(Stored items)
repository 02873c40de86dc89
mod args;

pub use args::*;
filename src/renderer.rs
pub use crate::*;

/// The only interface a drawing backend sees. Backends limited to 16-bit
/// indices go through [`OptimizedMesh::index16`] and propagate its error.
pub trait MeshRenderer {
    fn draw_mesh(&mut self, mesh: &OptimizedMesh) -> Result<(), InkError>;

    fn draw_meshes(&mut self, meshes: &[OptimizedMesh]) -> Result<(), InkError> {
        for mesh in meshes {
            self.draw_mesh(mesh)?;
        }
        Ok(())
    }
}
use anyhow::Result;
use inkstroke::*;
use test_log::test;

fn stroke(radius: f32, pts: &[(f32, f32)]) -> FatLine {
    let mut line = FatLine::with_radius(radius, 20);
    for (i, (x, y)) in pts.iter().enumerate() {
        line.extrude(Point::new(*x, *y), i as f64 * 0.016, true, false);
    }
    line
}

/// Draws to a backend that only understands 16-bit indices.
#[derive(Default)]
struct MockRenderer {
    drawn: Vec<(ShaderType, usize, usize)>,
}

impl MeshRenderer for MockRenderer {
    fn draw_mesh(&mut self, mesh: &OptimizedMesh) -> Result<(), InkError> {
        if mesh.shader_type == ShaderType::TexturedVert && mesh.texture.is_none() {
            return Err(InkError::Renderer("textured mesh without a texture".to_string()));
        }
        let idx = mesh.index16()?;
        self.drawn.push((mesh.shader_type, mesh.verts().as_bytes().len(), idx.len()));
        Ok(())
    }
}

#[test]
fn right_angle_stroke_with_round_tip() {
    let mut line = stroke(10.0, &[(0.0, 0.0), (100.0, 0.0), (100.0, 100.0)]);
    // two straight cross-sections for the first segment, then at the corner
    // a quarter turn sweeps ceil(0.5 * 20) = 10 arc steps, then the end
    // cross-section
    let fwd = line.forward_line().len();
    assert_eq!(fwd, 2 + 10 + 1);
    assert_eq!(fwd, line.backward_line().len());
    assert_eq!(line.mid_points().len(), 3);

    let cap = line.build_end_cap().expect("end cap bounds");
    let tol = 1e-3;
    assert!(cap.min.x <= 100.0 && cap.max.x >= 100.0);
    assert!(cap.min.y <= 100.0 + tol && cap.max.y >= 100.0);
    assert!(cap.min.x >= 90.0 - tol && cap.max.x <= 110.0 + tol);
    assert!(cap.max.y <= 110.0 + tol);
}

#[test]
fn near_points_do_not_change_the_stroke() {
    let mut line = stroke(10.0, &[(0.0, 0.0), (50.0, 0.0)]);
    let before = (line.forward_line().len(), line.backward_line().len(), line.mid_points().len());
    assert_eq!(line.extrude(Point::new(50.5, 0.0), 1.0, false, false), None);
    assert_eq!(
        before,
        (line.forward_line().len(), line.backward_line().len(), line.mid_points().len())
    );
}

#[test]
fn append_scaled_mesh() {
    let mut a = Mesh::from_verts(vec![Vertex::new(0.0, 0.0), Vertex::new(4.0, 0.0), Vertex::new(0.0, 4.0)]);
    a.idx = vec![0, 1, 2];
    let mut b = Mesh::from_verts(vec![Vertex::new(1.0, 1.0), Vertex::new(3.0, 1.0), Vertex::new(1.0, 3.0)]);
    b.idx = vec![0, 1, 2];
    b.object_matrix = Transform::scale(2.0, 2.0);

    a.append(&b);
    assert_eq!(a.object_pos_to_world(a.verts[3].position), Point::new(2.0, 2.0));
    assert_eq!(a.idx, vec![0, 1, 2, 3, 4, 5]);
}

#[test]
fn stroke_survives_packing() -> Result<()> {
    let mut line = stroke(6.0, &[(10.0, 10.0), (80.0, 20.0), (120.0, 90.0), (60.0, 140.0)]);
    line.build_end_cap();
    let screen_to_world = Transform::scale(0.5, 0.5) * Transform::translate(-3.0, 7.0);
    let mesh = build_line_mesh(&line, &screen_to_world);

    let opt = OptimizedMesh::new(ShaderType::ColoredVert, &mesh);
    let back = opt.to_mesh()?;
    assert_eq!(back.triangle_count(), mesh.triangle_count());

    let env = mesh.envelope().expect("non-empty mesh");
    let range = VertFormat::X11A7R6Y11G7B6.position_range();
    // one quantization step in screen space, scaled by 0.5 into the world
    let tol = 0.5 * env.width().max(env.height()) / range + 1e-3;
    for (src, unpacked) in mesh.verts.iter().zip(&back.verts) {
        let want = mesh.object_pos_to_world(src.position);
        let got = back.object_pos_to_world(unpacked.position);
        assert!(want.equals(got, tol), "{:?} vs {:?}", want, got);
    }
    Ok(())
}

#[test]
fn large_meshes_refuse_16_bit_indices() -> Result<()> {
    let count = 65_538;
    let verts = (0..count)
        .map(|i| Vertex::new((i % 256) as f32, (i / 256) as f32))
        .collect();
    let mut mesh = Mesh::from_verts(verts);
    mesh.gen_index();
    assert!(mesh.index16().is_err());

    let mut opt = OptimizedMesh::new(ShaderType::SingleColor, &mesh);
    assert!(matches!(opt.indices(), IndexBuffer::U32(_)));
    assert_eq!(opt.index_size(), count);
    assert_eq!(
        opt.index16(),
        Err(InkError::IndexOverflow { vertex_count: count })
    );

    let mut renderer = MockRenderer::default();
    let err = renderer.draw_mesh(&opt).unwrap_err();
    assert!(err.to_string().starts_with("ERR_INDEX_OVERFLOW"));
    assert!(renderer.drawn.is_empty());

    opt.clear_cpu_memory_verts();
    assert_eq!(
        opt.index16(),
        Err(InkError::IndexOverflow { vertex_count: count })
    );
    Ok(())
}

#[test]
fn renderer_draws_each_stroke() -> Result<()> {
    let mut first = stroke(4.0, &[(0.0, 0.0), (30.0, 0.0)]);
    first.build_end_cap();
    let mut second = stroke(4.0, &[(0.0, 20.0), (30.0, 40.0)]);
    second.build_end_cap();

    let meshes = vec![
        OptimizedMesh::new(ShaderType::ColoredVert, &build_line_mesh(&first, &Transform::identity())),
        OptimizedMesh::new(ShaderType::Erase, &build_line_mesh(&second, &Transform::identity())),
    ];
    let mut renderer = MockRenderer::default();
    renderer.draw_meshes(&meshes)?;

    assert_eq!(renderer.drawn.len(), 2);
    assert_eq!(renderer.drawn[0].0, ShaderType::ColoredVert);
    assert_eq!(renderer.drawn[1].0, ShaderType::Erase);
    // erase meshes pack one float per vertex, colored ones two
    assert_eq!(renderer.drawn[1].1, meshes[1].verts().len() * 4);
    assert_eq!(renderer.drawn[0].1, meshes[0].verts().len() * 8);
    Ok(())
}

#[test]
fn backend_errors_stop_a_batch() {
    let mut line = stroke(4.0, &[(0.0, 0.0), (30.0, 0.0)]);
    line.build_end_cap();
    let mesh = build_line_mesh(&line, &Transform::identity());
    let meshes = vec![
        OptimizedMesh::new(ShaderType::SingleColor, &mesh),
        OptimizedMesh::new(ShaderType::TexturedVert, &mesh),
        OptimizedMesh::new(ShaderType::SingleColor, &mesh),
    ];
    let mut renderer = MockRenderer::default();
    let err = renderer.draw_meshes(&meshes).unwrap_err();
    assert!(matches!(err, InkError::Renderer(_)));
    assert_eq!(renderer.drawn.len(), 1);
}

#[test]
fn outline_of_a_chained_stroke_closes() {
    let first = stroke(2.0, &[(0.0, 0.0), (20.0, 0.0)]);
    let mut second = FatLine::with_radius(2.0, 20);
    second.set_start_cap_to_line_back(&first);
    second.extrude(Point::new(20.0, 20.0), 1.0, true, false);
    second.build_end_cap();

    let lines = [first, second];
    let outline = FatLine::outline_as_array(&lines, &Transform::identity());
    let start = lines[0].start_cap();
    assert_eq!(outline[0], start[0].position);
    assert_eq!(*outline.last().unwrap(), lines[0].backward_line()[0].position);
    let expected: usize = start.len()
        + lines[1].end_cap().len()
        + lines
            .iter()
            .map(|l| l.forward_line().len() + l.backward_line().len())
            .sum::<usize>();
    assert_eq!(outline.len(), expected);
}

==

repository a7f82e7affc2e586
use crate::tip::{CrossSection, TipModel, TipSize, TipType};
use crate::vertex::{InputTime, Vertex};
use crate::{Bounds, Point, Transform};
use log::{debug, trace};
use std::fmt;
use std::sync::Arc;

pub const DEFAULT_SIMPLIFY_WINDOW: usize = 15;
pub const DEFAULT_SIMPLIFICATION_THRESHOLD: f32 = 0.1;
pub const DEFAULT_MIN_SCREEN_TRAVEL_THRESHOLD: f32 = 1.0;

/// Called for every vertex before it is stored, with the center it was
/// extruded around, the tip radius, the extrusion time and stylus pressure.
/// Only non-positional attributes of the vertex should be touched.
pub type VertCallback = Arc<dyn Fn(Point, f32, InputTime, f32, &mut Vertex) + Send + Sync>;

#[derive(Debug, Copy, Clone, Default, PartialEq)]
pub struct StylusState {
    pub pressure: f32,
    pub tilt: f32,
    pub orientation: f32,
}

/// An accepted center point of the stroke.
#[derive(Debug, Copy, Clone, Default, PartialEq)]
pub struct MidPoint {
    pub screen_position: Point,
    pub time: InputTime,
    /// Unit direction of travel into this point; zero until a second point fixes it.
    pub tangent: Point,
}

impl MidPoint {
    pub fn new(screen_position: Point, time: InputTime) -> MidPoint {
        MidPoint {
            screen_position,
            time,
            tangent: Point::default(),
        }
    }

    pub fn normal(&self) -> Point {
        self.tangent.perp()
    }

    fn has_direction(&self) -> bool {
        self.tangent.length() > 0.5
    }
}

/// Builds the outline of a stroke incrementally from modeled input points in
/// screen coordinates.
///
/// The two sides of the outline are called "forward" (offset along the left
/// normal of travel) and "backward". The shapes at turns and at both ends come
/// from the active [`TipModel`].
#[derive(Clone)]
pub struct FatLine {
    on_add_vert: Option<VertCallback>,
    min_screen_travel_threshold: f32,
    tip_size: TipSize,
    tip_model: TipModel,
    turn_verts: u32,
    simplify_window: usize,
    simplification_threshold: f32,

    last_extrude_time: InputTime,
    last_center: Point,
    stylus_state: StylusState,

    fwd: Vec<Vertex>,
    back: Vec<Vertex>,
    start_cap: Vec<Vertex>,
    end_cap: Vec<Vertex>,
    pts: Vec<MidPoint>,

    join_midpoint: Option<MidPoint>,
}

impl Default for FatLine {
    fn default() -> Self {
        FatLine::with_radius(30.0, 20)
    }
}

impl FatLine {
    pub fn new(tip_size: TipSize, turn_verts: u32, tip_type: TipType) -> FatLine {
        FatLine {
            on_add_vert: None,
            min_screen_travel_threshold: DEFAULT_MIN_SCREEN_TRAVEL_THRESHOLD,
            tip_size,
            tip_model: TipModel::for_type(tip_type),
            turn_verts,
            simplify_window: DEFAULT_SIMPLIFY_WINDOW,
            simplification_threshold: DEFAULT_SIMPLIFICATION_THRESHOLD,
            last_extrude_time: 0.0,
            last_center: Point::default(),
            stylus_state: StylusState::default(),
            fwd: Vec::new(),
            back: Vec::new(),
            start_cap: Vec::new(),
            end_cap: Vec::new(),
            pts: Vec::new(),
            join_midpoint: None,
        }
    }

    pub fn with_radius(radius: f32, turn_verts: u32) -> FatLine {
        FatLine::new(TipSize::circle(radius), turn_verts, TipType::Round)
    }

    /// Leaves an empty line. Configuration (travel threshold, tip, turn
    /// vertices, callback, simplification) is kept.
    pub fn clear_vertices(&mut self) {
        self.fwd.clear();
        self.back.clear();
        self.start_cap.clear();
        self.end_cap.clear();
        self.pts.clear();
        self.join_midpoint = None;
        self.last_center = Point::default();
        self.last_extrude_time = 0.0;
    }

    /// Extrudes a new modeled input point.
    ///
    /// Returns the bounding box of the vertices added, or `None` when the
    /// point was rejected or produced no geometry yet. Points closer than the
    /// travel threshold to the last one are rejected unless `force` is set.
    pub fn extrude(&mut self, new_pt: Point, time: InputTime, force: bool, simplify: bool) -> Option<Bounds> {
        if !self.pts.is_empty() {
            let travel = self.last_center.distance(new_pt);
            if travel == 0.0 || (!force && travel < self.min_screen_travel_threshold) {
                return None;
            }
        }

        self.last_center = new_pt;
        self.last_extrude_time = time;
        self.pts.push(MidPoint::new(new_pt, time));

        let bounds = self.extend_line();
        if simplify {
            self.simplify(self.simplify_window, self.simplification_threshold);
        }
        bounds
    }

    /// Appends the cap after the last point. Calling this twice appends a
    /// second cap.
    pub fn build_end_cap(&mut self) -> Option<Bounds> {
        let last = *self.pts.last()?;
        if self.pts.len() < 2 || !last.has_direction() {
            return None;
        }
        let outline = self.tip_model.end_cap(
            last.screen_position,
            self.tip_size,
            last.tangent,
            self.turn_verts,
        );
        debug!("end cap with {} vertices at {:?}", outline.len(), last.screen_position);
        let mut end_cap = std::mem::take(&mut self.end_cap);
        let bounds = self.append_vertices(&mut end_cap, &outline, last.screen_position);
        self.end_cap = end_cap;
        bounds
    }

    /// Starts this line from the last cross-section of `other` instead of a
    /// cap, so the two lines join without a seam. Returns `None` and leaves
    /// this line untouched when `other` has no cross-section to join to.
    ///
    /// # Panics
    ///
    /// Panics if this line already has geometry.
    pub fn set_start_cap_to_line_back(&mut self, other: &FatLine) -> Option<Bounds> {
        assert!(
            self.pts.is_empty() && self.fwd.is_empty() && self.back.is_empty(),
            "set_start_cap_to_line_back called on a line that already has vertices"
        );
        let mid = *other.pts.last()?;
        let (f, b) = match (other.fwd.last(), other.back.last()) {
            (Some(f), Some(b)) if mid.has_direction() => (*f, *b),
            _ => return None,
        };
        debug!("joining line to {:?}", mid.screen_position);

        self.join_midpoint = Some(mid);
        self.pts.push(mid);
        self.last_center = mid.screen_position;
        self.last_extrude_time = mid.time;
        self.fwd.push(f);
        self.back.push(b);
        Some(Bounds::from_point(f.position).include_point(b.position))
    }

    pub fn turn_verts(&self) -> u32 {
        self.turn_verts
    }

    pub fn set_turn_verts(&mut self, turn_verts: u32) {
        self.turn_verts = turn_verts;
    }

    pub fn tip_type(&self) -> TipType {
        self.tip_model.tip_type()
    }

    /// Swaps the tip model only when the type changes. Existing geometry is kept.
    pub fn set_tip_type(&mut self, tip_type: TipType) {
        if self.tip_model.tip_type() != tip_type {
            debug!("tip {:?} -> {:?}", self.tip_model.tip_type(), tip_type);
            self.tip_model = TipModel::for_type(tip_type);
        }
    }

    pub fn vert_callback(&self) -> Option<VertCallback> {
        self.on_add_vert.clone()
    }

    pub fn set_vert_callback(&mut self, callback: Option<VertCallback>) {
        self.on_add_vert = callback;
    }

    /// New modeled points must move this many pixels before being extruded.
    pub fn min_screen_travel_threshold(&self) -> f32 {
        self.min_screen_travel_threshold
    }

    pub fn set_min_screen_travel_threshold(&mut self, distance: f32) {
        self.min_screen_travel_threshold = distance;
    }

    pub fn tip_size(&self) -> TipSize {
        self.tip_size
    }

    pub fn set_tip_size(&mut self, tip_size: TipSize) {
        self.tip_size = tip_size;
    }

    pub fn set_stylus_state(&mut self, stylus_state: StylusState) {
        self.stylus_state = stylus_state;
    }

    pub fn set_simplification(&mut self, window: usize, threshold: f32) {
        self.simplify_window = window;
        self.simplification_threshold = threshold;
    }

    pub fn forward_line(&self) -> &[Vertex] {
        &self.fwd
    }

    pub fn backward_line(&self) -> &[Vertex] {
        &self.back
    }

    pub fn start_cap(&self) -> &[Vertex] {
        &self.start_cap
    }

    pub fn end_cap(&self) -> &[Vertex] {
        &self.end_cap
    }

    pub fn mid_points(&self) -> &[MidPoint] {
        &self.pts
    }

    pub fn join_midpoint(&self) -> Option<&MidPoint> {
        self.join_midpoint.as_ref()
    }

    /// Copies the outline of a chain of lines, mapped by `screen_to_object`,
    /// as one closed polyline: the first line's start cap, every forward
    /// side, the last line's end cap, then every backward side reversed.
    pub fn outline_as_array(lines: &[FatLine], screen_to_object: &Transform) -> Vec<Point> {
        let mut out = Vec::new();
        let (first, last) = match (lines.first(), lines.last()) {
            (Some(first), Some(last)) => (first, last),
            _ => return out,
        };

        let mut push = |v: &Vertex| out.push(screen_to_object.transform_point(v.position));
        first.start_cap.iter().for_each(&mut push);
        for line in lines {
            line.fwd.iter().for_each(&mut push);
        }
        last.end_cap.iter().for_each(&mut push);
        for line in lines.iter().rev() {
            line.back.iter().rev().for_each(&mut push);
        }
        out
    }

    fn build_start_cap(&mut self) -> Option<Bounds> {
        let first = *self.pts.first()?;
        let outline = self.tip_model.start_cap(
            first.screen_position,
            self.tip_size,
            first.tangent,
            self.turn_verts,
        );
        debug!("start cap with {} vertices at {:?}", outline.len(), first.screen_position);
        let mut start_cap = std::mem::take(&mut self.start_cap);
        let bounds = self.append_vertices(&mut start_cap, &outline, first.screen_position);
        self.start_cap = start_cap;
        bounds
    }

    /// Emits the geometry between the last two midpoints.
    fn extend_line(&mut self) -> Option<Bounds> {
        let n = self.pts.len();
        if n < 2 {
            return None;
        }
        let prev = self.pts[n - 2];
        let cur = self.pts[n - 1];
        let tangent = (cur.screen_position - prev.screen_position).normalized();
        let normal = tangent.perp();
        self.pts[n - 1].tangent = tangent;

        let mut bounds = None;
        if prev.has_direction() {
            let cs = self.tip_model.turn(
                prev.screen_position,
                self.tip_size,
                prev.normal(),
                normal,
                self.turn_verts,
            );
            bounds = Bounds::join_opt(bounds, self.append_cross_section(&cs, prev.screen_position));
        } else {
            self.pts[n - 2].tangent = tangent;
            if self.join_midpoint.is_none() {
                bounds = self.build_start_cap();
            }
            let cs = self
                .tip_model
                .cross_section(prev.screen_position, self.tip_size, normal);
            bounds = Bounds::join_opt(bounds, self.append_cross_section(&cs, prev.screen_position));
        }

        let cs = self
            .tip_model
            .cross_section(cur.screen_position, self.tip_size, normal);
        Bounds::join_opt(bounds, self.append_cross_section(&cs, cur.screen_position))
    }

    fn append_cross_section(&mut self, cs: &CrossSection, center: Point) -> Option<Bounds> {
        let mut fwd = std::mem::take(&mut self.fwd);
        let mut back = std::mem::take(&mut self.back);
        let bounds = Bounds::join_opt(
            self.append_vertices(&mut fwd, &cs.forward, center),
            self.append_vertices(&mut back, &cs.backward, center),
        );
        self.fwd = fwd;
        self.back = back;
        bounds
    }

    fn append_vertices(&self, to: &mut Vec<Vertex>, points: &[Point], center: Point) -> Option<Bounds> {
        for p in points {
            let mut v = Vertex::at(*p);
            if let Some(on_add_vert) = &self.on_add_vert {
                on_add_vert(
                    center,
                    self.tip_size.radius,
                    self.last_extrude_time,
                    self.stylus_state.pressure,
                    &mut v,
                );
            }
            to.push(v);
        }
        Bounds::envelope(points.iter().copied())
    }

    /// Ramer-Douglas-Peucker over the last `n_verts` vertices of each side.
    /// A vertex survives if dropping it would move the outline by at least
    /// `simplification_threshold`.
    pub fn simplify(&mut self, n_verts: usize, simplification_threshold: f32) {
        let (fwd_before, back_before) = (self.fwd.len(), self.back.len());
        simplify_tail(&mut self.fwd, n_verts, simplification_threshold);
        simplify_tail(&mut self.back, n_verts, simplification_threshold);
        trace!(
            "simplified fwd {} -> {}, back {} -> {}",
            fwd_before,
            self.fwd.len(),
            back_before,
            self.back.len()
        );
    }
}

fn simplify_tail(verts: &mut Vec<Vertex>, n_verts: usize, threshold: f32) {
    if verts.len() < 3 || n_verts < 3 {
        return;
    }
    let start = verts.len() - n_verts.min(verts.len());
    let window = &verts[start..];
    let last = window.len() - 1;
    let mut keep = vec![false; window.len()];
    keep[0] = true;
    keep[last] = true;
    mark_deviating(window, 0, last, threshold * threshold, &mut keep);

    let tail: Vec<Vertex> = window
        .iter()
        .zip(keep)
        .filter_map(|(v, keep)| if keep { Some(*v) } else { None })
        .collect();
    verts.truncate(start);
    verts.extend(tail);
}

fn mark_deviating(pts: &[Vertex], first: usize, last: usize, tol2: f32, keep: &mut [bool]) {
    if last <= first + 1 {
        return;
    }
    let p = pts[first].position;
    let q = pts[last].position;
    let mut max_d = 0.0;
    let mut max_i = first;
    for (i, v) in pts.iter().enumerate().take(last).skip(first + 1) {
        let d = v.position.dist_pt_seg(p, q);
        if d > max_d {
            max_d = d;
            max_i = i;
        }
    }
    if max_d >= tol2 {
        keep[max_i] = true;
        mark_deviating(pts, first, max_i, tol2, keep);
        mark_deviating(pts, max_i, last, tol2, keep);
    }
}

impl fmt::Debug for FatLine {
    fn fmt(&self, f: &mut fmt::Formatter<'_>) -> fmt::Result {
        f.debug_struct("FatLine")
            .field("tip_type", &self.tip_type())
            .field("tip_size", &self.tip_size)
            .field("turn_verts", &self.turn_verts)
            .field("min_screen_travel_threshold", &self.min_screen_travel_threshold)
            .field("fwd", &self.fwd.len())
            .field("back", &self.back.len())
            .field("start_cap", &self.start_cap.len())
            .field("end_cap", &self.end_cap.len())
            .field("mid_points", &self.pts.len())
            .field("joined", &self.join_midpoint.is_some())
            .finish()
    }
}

WORK ITEM:
Reply with the number of lines in the data above that contain "geometry", and with nothing else.

EXERCISE SOLUTION:
4